Given that September 2019 signalled the final five years of the retrofit programme for ballast water systems for ships constructed prior to September 2017, things were not expected to be as turbulent as they have turned out in the first few months of 2018.
As well as the retrofit bandwagon beginning to roll, the industry is also in the experience building phase decreed by the IMO for examining how the battle against invasive species and the role of ballast treatment is unfolding. For shipowners the worst fear is in having a system that doesn’t perform as promised with consequent delays at ports.

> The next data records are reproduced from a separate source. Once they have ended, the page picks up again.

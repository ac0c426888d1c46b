//! Typed errors for the overlay engine.
//!
//! Engine modules return [`EngineError`] for conditions that halt a run:
//! missing required inputs, unsafe path layouts detected before any work
//! starts, and operator-requested aborts at decision points. Per-item file
//! failures never surface here — they accumulate into the execution report
//! and the run continues. Command handlers at the CLI boundary convert these
//! to [`anyhow::Error`] via the standard `?` operator.

use std::path::PathBuf;
use thiserror::Error;

/// Errors that halt an engine operation.
#[derive(Error, Debug)]
pub enum EngineError {
    /// The profile's activation list file does not exist.
    #[error("activation list not found: {}", path.display())]
    ActivationListMissing {
        /// Expected location of the activation list.
        path: PathBuf,
    },

    /// The persisted mapping manifest does not exist; run a scan first.
    #[error("mapping manifest not found: {} (run a scan first)", path.display())]
    ManifestMissing {
        /// Expected location of the manifest.
        path: PathBuf,
    },

    /// The persisted execution report does not exist; run a deployment first.
    #[error("execution report not found: {} (run a deployment first)", path.display())]
    ReportMissing {
        /// Expected location of the report.
        path: PathBuf,
    },

    /// An unsafe path relationship was detected before any work started.
    #[error("unsafe layout: {reason}")]
    UnsafeLayout {
        /// Which relationship check failed.
        reason: String,
    },

    /// A decision handler chose to abort the run.
    #[error("run aborted: {reason}")]
    Aborted {
        /// What was being decided when the abort was requested.
        reason: String,
    },

    /// The settings file or its CLI overrides are unusable.
    #[error("invalid settings: {reason}")]
    InvalidSettings {
        /// Which setting failed validation.
        reason: String,
    },

    /// The configured game id is not in the built-in game table.
    #[error("unknown game '{id}' (known: {known})")]
    UnknownGame {
        /// The id that failed to resolve.
        id: String,
        /// Comma-separated list of recognized ids.
        known: String,
    },
}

In part the shipping industry has not really helped itself with some owners having installed systems perhaps in anticipation of an earlier coming into force that was later delayed, but who have not actually employed the systems in operation. Some will likely never have even been properly commissioned and crew not trained in their use and maintenance.
That last point will be finally addressed later this year on 28 October when the 2016 G8 guidelines become a mandatory standard for type-approval and no system that has not been tested to them can be fitted. With this comes a new requirement in 2021 for the system to be commissioned and tested immediately after installation. Furthermore, since there will then be a requirement to use the system in operation, any shortcomings should be quickly established.

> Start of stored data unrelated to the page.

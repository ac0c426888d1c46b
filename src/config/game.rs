//! Built-in table of supported games.
//!
//! Each entry carries the per-game knowledge the engine needs: the main
//! executable (used to detect the game from a root directory), the folder
//! names the game uses under Documents and AppData, the INI file prefix,
//! and the canonical save-file extensions.

use std::path::Path;

/// Static description of one supported game.
#[derive(Debug, Clone, Copy, PartialEq, Eq)]
pub struct GameProfile {
    /// Short identifier used in settings files (`game = "skyrimse"`).
    pub id: &'static str,
    /// Main executable name, probed for game-root detection.
    pub executable: &'static str,
    /// Folder name under `Documents/My Games/`.
    pub docs_name: &'static str,
    /// Folder name under `AppData/Local/`.
    pub appdata_name: &'static str,
    /// Prefix of the game's INI files (`Skyrim` → `Skyrim.ini`, …).
    pub ini_prefix: &'static str,
    /// Save-file extensions, main save first, co-saves after.
    pub save_exts: &'static [&'static str],
}

/// All supported games.
pub const GAMES: &[GameProfile] = &[
    GameProfile {
        id: "skyrimse",
        executable: "SkyrimSE.exe",
        docs_name: "Skyrim Special Edition",
        appdata_name: "Skyrim Special Edition",
        ini_prefix: "Skyrim",
        save_exts: &["ess", "skse"],
    },
    GameProfile {
        id: "skyrim",
        executable: "TESV.exe",
        docs_name: "Skyrim",
        appdata_name: "Skyrim",
        ini_prefix: "Skyrim",
        save_exts: &["ess", "skse"],
    },
    GameProfile {
        id: "skyrimvr",
        executable: "Skyrim.exe",
        docs_name: "Skyrim",
        appdata_name: "Skyrim",
        ini_prefix: "Skyrim",
        save_exts: &["ess", "skse"],
    },
    GameProfile {
        id: "enderalse",
        executable: "EnderalSE.exe",
        docs_name: "Enderal Special Edition",
        appdata_name: "Enderal Special Edition",
        ini_prefix: "Enderal",
        save_exts: &["ess", "skse"],
    },
    GameProfile {
        id: "fallout4",
        executable: "Fallout4.exe",
        docs_name: "Fallout4",
        appdata_name: "Fallout4",
        ini_prefix: "Fallout4",
        save_exts: &["fos", "f4se"],
    },
    GameProfile {
        id: "fallout3",
        executable: "Fallout3.exe",
        docs_name: "Fallout3",
        appdata_name: "Fallout3",
        ini_prefix: "Fallout3",
        save_exts: &["fos"],
    },
    GameProfile {
        id: "falloutnv",
        executable: "FalloutNV.exe",
        docs_name: "FalloutNV",
        appdata_name: "FalloutNV",
        ini_prefix: "FalloutNV",
        save_exts: &["fos", "nvse"],
    },
    GameProfile {
        id: "oblivion",
        executable: "Oblivion.exe",
        docs_name: "Oblivion",
        appdata_name: "Oblivion",
        ini_prefix: "Oblivion",
        save_exts: &["ess", "obse"],
    },
    GameProfile {
        id: "starfield",
        executable: "Starfield.exe",
        docs_name: "Starfield",
        appdata_name: "Starfield",
        ini_prefix: "Starfield",
        save_exts: &["sfs", "sfse"],
    },
];

/// Plugin-order files synchronized into the portable AppData directory.
pub const PLUGIN_FILES: &[&str] = &["plugins.txt", "loadorder.txt"];

/// Look up a game by its short id.
#[must_use]
pub fn lookup(id: &str) -> Option<&'static GameProfile> {
    GAMES.iter().find(|g| g.id == id)
}

/// Detect the game by probing `game_root` for a known main executable.
///
/// Probes in table order, so more specific executables (`SkyrimSE.exe`)
/// must precede ambiguous ones (`Skyrim.exe`) in [`GAMES`].
#[must_use]
pub fn detect(game_root: &Path) -> Option<&'static GameProfile> {
    GAMES.iter().find(|g| game_root.join(g.executable).exists())
}

/// Comma-separated list of all known ids, for error messages.
#[must_use]
pub fn known_ids() -> String {
    GAMES
        .iter()
        .map(|g| g.id)
        .collect::<Vec<_>>()
        .join(", ")
}

impl GameProfile {
    /// The game's three INI file names: base, prefs, and custom.
    #[must_use]
    pub fn ini_files(&self) -> [String; 3] {
        [
            format!("{}.ini", self.ini_prefix),
            format!("{}Prefs.ini", self.ini_prefix),
            format!("{}Custom.ini", self.ini_prefix),
        ]
    }

    /// Name of the custom INI, which carries the volatile `sLocalSavePath`.
    #[must_use]
    pub fn custom_ini(&self) -> String {
        format!("{}Custom.ini", self.ini_prefix)
    }

    /// Whether `name` has one of this game's save-file extensions.
    #[must_use]
    pub fn is_save_file(&self, name: &str) -> bool {
        Path::new(name)
            .extension()
            .and_then(|e| e.to_str())
            .is_some_and(|ext| {
                self.save_exts
                    .iter()
                    .any(|s| s.eq_ignore_ascii_case(ext))
            })
    }
}

#[cfg(test)]
#[allow(clippy::expect_used, clippy::unwrap_used)]
mod tests {
    use super::*;

    #[test]
    fn lookup_finds_known_id() {
        let game = lookup("skyrimse").expect("skyrimse should be known");
        assert_eq!(game.executable, "SkyrimSE.exe");
        assert_eq!(game.ini_prefix, "Skyrim");
    }

    #[test]
    fn lookup_rejects_unknown_id() {
        assert!(lookup("morrowind").is_none());
    }

    #[test]
    fn detect_probes_executable() {
        let tmp = tempfile::tempdir().unwrap();
        std::fs::write(tmp.path().join("Fallout4.exe"), b"mz").unwrap();
        let game = detect(tmp.path()).expect("should detect fallout4");
        assert_eq!(game.id, "fallout4");
    }

    #[test]
    fn detect_returns_none_for_empty_dir() {
        let tmp = tempfile::tempdir().unwrap();
        assert!(detect(tmp.path()).is_none());
    }

    #[test]
    fn detect_prefers_special_edition_over_vr() {
        // A SkyrimSE install also detected as VR would pick the wrong docs
        // folder; table order must resolve the ambiguity.
        let tmp = tempfile::tempdir().unwrap();
        std::fs::write(tmp.path().join("SkyrimSE.exe"), b"mz").unwrap();
        std::fs::write(tmp.path().join("Skyrim.exe"), b"mz").unwrap();
        assert_eq!(detect(tmp.path()).unwrap().id, "skyrimse");
    }

    #[test]
    fn ini_files_use_prefix() {
        let game = lookup("fallout4").unwrap();
        assert_eq!(
            game.ini_files(),
            [
                "Fallout4.ini".to_string(),
                "Fallout4Prefs.ini".to_string(),
                "Fallout4Custom.ini".to_string()
            ]
        );
    }

    #[test]
    fn is_save_file_matches_case_insensitively() {
        let game = lookup("skyrimse").unwrap();
        assert!(game.is_save_file("quicksave.ess"));
        assert!(game.is_save_file("quicksave.ESS"));
        assert!(game.is_save_file("quicksave.skse"));
        assert!(!game.is_save_file("quicksave.fos"));
        assert!(!game.is_save_file("readme.txt"));
    }

    #[test]
    fn known_ids_lists_all_games() {
        let ids = known_ids();
        for game in GAMES {
            assert!(ids.contains(game.id), "missing id: {}", game.id);
        }
    }
}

So early on in the experience building phase, there is as yet very little in the way of reliable data on the operation of systems, but this will increase in time, a point made by Jad Mouawad during the ShipInsight Conference at the end of February. However, since it will be 2024 before all ships in service that are required to be fitted with systems will have done so, Mouawad also believes that it will be 2029 before sufficient data is collected to determine if ballast treatment is really effective and being performed properly.
The issue of type approval was something that was also discussed at the ShipInsight conference raised primarily because of the temporary suspension of the type-approval granted by South Korea to Panasia’s Glo-En Patrol system. Much has been said about the type approval process but one thing that is not fully appreciated is that type-approval by a classification society does not automatically mean that a system is approved for installation on every ship.

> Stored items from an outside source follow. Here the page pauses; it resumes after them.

//! Decision points surfaced mid-operation.
//!
//! The engine never talks to a terminal itself. When an operation hits a
//! context-dependent fork — a hardlink that failed during the bulk clone, or
//! save files that already exist at a sync destination — it hands a
//! structured request to the [`DecisionHandler`] supplied by the caller and
//! resumes with the returned decision.

use std::io::{BufRead as _, Write as _};
use std::path::Path;

/// A hardlink creation failed during the bulk clone phase.
#[derive(Debug)]
pub struct LinkFailure<'a> {
    /// The file that could not be linked.
    pub source: &'a Path,
    /// Where the link was being created.
    pub dest: &'a Path,
    /// The underlying OS error.
    pub error: &'a std::io::Error,
}

/// Recovery choice for a failed hardlink.
#[derive(Debug, Clone, Copy, PartialEq, Eq)]
pub enum LinkFallback {
    /// Retry the file as a byte copy.
    Copy,
    /// Leave the file out and continue.
    Skip,
    /// Abort the entire run.
    Abort,
}

/// Same-named files already exist at a save-sync destination.
#[derive(Debug)]
pub struct SaveConflict<'a> {
    /// Human-readable sync direction label.
    pub direction: &'a str,
    /// The destination save directory.
    pub dest_root: &'a Path,
    /// Names of the conflicted files.
    pub files: &'a [String],
}

/// Resolution covering all conflicts of one sync run.
#[derive(Debug, Clone, Copy, PartialEq, Eq)]
pub enum ConflictResolution {
    /// Copy conflicting files over the destination.
    Overwrite,
    /// Copy conflicting files into a fresh quarantine directory.
    Quarantine,
    /// Abort the sync; already-copied new files stay in place.
    Abort,
}

/// Supplies decisions at the engine's suspend points.
pub trait DecisionHandler: Send + Sync {
    /// Decide how to recover from a failed hardlink.
    fn on_link_failure(&self, request: &LinkFailure<'_>) -> LinkFallback;

    /// Decide how to resolve save conflicts for one sync run.
    fn on_save_conflict(&self, request: &SaveConflict<'_>) -> ConflictResolution;
}

/// Fixed answers supplied up front, for non-interactive runs.
#[derive(Debug, Clone, Copy)]
pub struct PresetDecisions {
    /// Answer for every link failure.
    pub link_fallback: LinkFallback,
    /// Answer for every save conflict.
    pub conflict_resolution: ConflictResolution,
}

impl Default for PresetDecisions {
    /// The deterministic defaults: copy on link failure, quarantine on
    /// conflict. Neither loses data.
    fn default() -> Self {
        Self {
            link_fallback: LinkFallback::Copy,
            conflict_resolution: ConflictResolution::Quarantine,
        }
    }
}

impl DecisionHandler for PresetDecisions {
    fn on_link_failure(&self, _request: &LinkFailure<'_>) -> LinkFallback {
        self.link_fallback
    }

    fn on_save_conflict(&self, _request: &SaveConflict<'_>) -> ConflictResolution {
        self.conflict_resolution
    }
}

/// Prompts on the controlling terminal. Used by default when no preset
/// flags were given.
#[derive(Debug, Default)]
pub struct InteractiveDecisions;

impl InteractiveDecisions {
    /// Print `prompt` to stderr and read one trimmed, lower-cased line.
    ///
    /// Returns an empty string when stdin is closed, which callers map to
    /// the safe choice.
    fn ask(prompt: &str) -> String {
        let mut err = std::io::stderr();
        let _ = write!(err, "{prompt} ");
        let _ = err.flush();
        let mut line = String::new();
        if std::io::stdin().lock().read_line(&mut line).is_err() {
            return String::new();
        }
        line.trim().to_lowercase()
    }
}

impl DecisionHandler for InteractiveDecisions {
    fn on_link_failure(&self, request: &LinkFailure<'_>) -> LinkFallback {
        let mut err = std::io::stderr();
        let _ = writeln!(
            err,
            "hardlink failed for {} -> {}: {}",
            request.source.display(),
            request.dest.display(),
            request.error
        );
        loop {
            match Self::ask("[c]opy this file, [s]kip it, or [a]bort the run?").as_str() {
                "c" | "copy" => return LinkFallback::Copy,
                "s" | "skip" => return LinkFallback::Skip,
                "a" | "abort" | "" => return LinkFallback::Abort,
                _ => {}
            }
        }
    }

    fn on_save_conflict(&self, request: &SaveConflict<'_>) -> ConflictResolution {
        let mut err = std::io::stderr();
        let _ = writeln!(
            err,
            "{} save files already exist in {} ({}):",
            request.files.len(),
            request.dest_root.display(),
            request.direction
        );
        for file in request.files {
            let _ = writeln!(err, "  {file}");
        }
        loop {
            match Self::ask("[o]verwrite them, [q]uarantine the incoming copies, or [a]bort?")
                .as_str()
            {
                "o" | "overwrite" => return ConflictResolution::Overwrite,
                "q" | "quarantine" => return ConflictResolution::Quarantine,
                "a" | "abort" | "" => return ConflictResolution::Abort,
                _ => {}
            }
        }
    }
}

/// A decision handler recording what it was asked, for tests.
#[cfg(test)]
#[derive(Debug)]
pub struct RecordingDecisions {
    /// Answer for every link failure.
    pub link_fallback: LinkFallback,
    /// Answer for every save conflict.
    pub conflict_resolution: ConflictResolution,
    /// Destinations of link-failure requests received.
    pub link_requests: std::sync::Mutex<Vec<std::path::PathBuf>>,
    /// File lists of save-conflict requests received.
    pub conflict_requests: std::sync::Mutex<Vec<Vec<String>>>,
}

#[cfg(test)]
impl RecordingDecisions {
    /// Build a handler with fixed answers and empty request logs.
    pub fn new(link_fallback: LinkFallback, conflict_resolution: ConflictResolution) -> Self {
        Self {
            link_fallback,
            conflict_resolution,
            link_requests: std::sync::Mutex::new(Vec::new()),
            conflict_requests: std::sync::Mutex::new(Vec::new()),
        }
    }
}

#[cfg(test)]
impl DecisionHandler for RecordingDecisions {
    fn on_link_failure(&self, request: &LinkFailure<'_>) -> LinkFallback {
        if let Ok(mut guard) = self.link_requests.lock() {
            guard.push(request.dest.to_path_buf());
        }
        self.link_fallback
    }

    fn on_save_conflict(&self, request: &SaveConflict<'_>) -> ConflictResolution {
        if let Ok(mut guard) = self.conflict_requests.lock() {
            guard.push(request.files.to_vec());
        }
        self.conflict_resolution
    }
}

#[cfg(test)]
#[allow(clippy::expect_used, clippy::unwrap_used)]
mod tests {
    use super::*;

    #[test]
    fn preset_returns_configured_answers() {
        let preset = PresetDecisions {
            link_fallback: LinkFallback::Skip,
            conflict_resolution: ConflictResolution::Abort,
        };
        let error = std::io::Error::other("cross-device link");
        let request = LinkFailure {
            source: Path::new("/game/a.bsa"),
            dest: Path::new("/sa/a.bsa"),
            error: &error,
        };
        assert_eq!(preset.on_link_failure(&request), LinkFallback::Skip);

        let conflict = SaveConflict {
            direction: "import",
            dest_root: Path::new("/sa/saves"),
            files: &["save1.ess".to_string()],
        };
        assert_eq!(
            preset.on_save_conflict(&conflict),
            ConflictResolution::Abort
        );
    }

    #[test]
    fn default_preset_is_lossless() {
        let preset = PresetDecisions::default();
        assert_eq!(preset.link_fallback, LinkFallback::Copy);
        assert_eq!(
            preset.conflict_resolution,
            ConflictResolution::Quarantine
        );
    }
}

The fact that type-approval under the IMO system has no relevance for ships trading to the US and that only systems approved by the US Coast Guard are recognised as meeting the US ballast treatment rules is probably quite well understood. Much less so is the fact that every flag state has the right to recognise or not, type-approvals granted by other flag states.
While most flag states do accept recognition by another state such cannot be taken for granted and before installation an owner would be wise to seek confirmation from flag. Highlighting this was the recent announcement by Alfa Laval that its PureBallast 3.0 system which has been type-approved by European and USCG authorities for some time has only just been granted recognition by the Chinese government.
The Panasia case allegedly turns on the fact that some components of the original tested system have been replaced with alternatives bearing the Panasia name but sourced from third parties other than those used during original type approval process. Panasia is confident that the temporary suspension of type-approval will be overturned and expects this to be done by the end of March.
The case does though raise some interesting questions. Virtually all systems rely on parts sourced from sub-contractors and to maintain type approval, the sae parts must be used for both new systems and for repairs. Switching to an alternative either because the original part is no longer made or because a better or cheaper alternative is available is fraught with problems. Does such an alternative void the type approval, is further testing necessary and how would shipowners know if a component has been substituted?
Another aspect of the ballast water treatment system market that has been raised is how many OEMs can the market sustain once the retrofit programme is near completion. Most observes feel that the field will slim down to just 10 – 15 OEMs in a fairly short period. This week may have seen the start of that process with the co-operation agreement between Optimarin and Sunrui entered into in early March. This is not yet close to a merger but such arrangements do sometimes end in that process.
If the process accelerates the likely survivors will probably eb found among those makers that have both IMO new G8 and US type-approval. There are few enough of them – 26 systems with US approval as at 4 March and less that 20 with IMO approval. It will not be impossible for latecomers to take a market share but time is not on their side.